Students put on their entrepreneurial hats
A hands-on sprint helps Honours College students learn how technology can create meaningful impact.
Entrepreneurship is often described as a mindset shaped by creativity, resilience and resourcefulness. But for many students, it remains a black box until they are asked to build something themselves. As the NTU Honours College welcomed its first cohort, one of its priorities was to give students an early, structured exposure to how ideas are translated into impact. This led to the “Startup Sprint: Entrepreneurship in Action” course designed by NTUpreneur to help students understand not just what founders do but how value is created in conditions of uncertainty.
The course posits that students who are strong in technology also need the confidence to apply it meaningfully. Drawing on the Tech for Good movement, the curriculum encourages students to see beyond ingenious technological solutions and start with problems that matter — to themselves, their communities and the broader society. Instead of assuming that ideas are self-evident, students are guided to recognise unmet needs, query their assumptions and understand how technology can address topical challenges.
The course’s learning format reflects this intent. Out are traditional lectures and slide-based deliverables; replacing them are teaching formats ranging from short seminars and workshops to interviews with real users, prototyping sessions and regular iterations of business models. Students are expected to make decisions with incomplete information, confront ambiguity directly and refine their thinking through evidence rather than theory. Along the way, they interact with mentors, instructors and members of the startup community, giving them a flavour of how ideas evolve in real-world settings.
Show, not tell
A distinctive feature of the course is the emphasis on reflection before problem-solving. Students begin with two customised tools — Founders Fit GPT and Breakthrough Thinking GPT — that prompt them to clarify their personal motivations, values and long-term perspectives. This early exercise helps them define the kinds of problems they care about solving, anchoring their later work in purpose rather than convenience.
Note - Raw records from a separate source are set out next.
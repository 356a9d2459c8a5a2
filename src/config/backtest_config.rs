use crate::engine::BacktestConfig;
use crate::error::ValidationError;
use crate::strategy::SignalGenerator;
use anyhow::Context;
use serde::{Deserialize, Serialize};
use std::path::{Path, PathBuf};

//complete backtest configuration
//missing keys in a json file fall back to the defaults
#[derive(Debug, Clone, PartialEq, Serialize, Deserialize)]
#[serde(default)]
pub struct BacktestConfiguration {
    //data
    pub data_dir: PathBuf,
    pub symbol: String,
    pub benchmark_symbol: String,

    //account settings
    pub initial_balance: f64,
    pub fee_rate: f64,

    //signal thresholds on relative return strength
    pub buy_threshold: f64,
    pub sell_threshold: f64,

    //optional output paths
    pub output_equity_csv: Option<PathBuf>,
    pub output_trades_csv: Option<PathBuf>,
    pub output_metrics_json: Option<PathBuf>,
}

impl Default for BacktestConfiguration {
    fn default() -> Self {
        BacktestConfiguration {
            data_dir: PathBuf::from("data"),
            symbol: "SOLUSDT".to_string(),
            benchmark_symbol: "BTCUSDT".to_string(),
            initial_balance: 10000.0,
            fee_rate: 0.001,
            buy_threshold: 1.02,
            sell_threshold: 0.98,
            output_equity_csv: None,
            output_trades_csv: None,
            output_metrics_json: None,
        }
    }
}

impl BacktestConfiguration {
    //load configuration from a JSON file
    pub fn from_json_file<P: AsRef<Path>>(path: P) -> anyhow::Result<Self> {
        let path = path.as_ref();
        let contents = std::fs::read_to_string(path)
            .context(format!("Failed to read configuration file: {}", path.display()))?;
        let config: BacktestConfiguration = serde_json::from_str(&contents)
            .context(format!("Failed to parse configuration file: {}", path.display()))?;
        Ok(config)
    }

    //save configuration to a JSON file
    pub fn to_json_file<P: AsRef<Path>>(&self, path: P) -> anyhow::Result<()> {
        let path = path.as_ref();
        let json = serde_json::to_string_pretty(self).context("Failed to serialize configuration")?;
        std::fs::write(path, json)
            .context(format!("Failed to write configuration file: {}", path.display()))?;
        Ok(())
    }

    //simulator settings
    pub fn backtest_config(&self) -> BacktestConfig {
        BacktestConfig {
            initial_balance: self.initial_balance,
            fee_rate: self.fee_rate,
        }
    }

    pub fn signal_generator(&self) -> Result<SignalGenerator, ValidationError> {
        SignalGenerator::new(self.buy_threshold, self.sell_threshold)
    }

    pub fn validate(&self) -> Result<(), ValidationError> {
        if self.symbol.trim().is_empty() {
            return Err(ValidationError::InvalidConfig {
                field: "symbol",
                reason: "must not be empty".to_string(),
            });
        }
        if self.benchmark_symbol.trim().is_empty() {
            return Err(ValidationError::InvalidConfig {
                field: "benchmark_symbol",
                reason: "must not be empty".to_string(),
            });
        }

        self.backtest_config().validate()?;
        self.signal_generator()?;
        Ok(())
    }
}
The course is also built around close guidance. Instructors serve a dual role as educators and industry mentors, offering conceptual framing and practical advice drawn from their experience. They ensure students receive continuous feedback as they test assumptions, conduct interviews and shape early prototypes. Resource support from the NTU I&E ecosystem — including project funding of up to S$2,000 — allows teams to build and test their concepts without the limitations that typically constrain early-stage experimentation.
Throughout the 13-week sprint, students develop three core capabilities that underpin responsible venture creation. The first is empathy, cultivated through direct engagement with users and stakeholders. Students observe how people behave, ask open-ended questions and learn to parse actual needs from perceived ones. The second is evidence-based thinking, which teaches students to validate problems rigorously and avoid becoming attached to initial ideas. They gather first-hand insights, learning to evaluate market urgency, feasibility and desirability. The last is resilience, as each team navigates pivots, conflicting perspectives and the natural tensions that arise when ideas ebb and flow.
These elements come together in a learning experience that mirrors the early stages of venture building. Students quickly realise that progress is rarely linear. Many teams revisited their assumptions multiple times as new information surfaced. Others reshaped their concepts after encountering unexpected user feedback. Over the semester, teams moved through the familiar forming–storming–norming–performing pattern, gradually building confidence in their ability to make informed decisions and articulate their ideas clearly. Ultimately, when it was time for Demo Day, a Shark-Tank-styled pitching exercise, what stood out was not the sophistication of their prototypes, but the maturity with which they explained their thinking, handled questions and reflected on their journey.